**Task item:** Transcribe the lines from the start of the data below through the line with "use async_trait::async_trait;", word for word and nothing more.

━━━━━ Data to use ━━━━━

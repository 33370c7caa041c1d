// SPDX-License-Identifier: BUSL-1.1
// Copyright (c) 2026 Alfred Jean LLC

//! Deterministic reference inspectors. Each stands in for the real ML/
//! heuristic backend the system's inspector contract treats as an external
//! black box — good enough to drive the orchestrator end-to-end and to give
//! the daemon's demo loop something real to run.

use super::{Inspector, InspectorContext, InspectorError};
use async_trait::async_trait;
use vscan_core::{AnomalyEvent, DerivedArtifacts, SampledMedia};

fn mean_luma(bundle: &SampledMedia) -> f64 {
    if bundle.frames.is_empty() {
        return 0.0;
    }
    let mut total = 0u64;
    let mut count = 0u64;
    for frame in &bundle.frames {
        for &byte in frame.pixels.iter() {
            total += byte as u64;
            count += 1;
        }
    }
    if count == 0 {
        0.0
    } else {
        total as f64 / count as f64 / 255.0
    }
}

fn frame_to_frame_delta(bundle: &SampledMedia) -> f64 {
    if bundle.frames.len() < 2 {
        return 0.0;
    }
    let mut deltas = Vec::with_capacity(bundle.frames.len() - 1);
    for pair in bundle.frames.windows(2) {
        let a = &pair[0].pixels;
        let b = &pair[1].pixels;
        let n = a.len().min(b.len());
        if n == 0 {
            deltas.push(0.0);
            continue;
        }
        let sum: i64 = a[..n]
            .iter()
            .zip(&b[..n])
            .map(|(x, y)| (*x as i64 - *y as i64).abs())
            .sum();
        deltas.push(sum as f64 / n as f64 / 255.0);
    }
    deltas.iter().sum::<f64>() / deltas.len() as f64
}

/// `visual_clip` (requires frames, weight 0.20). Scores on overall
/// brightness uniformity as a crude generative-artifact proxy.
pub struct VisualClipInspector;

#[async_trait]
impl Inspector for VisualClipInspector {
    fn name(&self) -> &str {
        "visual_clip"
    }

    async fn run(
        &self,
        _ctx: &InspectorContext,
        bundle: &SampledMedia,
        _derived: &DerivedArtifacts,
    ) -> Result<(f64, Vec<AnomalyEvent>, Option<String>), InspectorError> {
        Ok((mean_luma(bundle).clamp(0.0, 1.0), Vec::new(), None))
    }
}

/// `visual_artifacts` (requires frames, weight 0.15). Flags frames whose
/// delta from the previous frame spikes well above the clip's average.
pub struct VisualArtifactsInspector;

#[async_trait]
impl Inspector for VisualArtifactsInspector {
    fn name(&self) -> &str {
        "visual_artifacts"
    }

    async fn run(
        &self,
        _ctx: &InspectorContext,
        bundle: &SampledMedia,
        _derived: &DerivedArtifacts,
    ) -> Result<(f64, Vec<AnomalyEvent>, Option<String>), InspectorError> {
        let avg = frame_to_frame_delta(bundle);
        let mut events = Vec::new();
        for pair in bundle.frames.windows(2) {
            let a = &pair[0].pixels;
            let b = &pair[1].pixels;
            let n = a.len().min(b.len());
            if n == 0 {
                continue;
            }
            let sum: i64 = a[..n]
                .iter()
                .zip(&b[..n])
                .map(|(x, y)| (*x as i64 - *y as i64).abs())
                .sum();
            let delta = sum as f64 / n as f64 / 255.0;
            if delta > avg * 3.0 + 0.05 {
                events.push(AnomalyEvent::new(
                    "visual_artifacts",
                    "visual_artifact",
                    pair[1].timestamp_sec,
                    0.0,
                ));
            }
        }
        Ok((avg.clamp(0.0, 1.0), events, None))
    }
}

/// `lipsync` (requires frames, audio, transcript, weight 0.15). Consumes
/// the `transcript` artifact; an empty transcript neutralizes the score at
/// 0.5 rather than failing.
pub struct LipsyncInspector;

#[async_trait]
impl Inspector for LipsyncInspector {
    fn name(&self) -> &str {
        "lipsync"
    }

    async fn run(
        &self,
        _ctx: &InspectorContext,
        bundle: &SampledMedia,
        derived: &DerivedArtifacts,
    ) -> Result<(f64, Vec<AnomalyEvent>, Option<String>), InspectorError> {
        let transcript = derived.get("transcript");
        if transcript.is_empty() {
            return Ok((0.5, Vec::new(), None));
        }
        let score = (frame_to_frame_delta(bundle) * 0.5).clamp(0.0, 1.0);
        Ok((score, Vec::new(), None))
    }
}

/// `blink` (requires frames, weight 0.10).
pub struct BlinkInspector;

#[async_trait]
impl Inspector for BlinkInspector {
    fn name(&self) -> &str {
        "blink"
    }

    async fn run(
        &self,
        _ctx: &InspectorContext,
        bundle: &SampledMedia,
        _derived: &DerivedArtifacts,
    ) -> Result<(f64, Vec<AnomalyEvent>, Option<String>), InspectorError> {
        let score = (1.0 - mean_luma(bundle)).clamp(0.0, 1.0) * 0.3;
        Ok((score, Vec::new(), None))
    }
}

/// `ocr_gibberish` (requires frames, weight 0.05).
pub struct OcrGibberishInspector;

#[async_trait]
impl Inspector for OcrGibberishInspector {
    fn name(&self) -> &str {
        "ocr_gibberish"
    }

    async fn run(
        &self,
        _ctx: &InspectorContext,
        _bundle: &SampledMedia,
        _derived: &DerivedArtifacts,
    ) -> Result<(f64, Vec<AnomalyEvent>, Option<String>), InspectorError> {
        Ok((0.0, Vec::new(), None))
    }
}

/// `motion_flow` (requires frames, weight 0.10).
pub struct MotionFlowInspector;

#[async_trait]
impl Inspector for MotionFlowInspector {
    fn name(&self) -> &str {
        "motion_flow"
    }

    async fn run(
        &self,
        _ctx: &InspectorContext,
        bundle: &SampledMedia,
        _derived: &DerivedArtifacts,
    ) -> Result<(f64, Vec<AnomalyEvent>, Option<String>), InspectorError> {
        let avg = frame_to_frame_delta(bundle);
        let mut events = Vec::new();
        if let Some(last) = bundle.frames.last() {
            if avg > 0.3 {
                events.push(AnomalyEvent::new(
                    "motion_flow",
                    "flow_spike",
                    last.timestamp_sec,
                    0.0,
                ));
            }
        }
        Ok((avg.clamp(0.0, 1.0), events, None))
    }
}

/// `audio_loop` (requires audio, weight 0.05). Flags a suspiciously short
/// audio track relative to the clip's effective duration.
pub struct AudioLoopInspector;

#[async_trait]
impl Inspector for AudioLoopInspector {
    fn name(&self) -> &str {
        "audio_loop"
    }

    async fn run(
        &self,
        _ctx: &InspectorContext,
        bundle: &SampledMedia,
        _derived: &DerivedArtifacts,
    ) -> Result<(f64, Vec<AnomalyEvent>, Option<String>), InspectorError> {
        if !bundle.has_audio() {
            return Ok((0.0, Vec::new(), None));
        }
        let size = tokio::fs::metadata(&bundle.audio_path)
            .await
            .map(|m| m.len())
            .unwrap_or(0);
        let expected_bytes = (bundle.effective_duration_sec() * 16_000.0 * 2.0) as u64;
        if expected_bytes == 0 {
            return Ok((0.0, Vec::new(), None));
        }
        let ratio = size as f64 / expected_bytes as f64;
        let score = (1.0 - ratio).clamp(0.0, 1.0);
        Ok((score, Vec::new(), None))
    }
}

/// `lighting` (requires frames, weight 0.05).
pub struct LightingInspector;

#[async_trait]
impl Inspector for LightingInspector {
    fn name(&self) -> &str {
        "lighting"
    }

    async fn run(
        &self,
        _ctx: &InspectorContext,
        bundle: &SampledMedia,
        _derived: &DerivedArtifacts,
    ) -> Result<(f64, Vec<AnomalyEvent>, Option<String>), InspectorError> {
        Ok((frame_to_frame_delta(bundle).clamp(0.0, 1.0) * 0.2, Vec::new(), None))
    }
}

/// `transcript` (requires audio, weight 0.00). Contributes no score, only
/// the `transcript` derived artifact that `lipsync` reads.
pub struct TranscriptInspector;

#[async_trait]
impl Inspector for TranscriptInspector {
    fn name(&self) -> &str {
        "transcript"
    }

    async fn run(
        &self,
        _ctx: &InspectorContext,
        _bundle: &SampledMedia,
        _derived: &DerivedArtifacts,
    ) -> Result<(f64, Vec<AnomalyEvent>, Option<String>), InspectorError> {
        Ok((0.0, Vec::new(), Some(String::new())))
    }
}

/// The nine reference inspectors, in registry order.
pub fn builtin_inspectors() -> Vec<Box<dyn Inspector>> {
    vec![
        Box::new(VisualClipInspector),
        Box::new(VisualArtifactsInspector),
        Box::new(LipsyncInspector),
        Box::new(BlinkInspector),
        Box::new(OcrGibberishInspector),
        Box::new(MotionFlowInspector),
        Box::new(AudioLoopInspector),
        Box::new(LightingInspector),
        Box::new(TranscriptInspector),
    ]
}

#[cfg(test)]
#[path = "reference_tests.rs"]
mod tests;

━━━━━

**Solution below:**
repository 33370c7caa041c1d
// SPDX-License-Identifier: BUSL-1.1
// Copyright (c) 2026 Alfred Jean LLC

//! Deterministic reference inspectors. Each stands in for the real ML/
//! heuristic backend the system's inspector contract treats as an external
//! black box — good enough to drive the orchestrator end-to-end and to give
//! the daemon's demo loop something real to run.

use super::{Inspector, InspectorContext, InspectorError};
use async_trait::async_trait;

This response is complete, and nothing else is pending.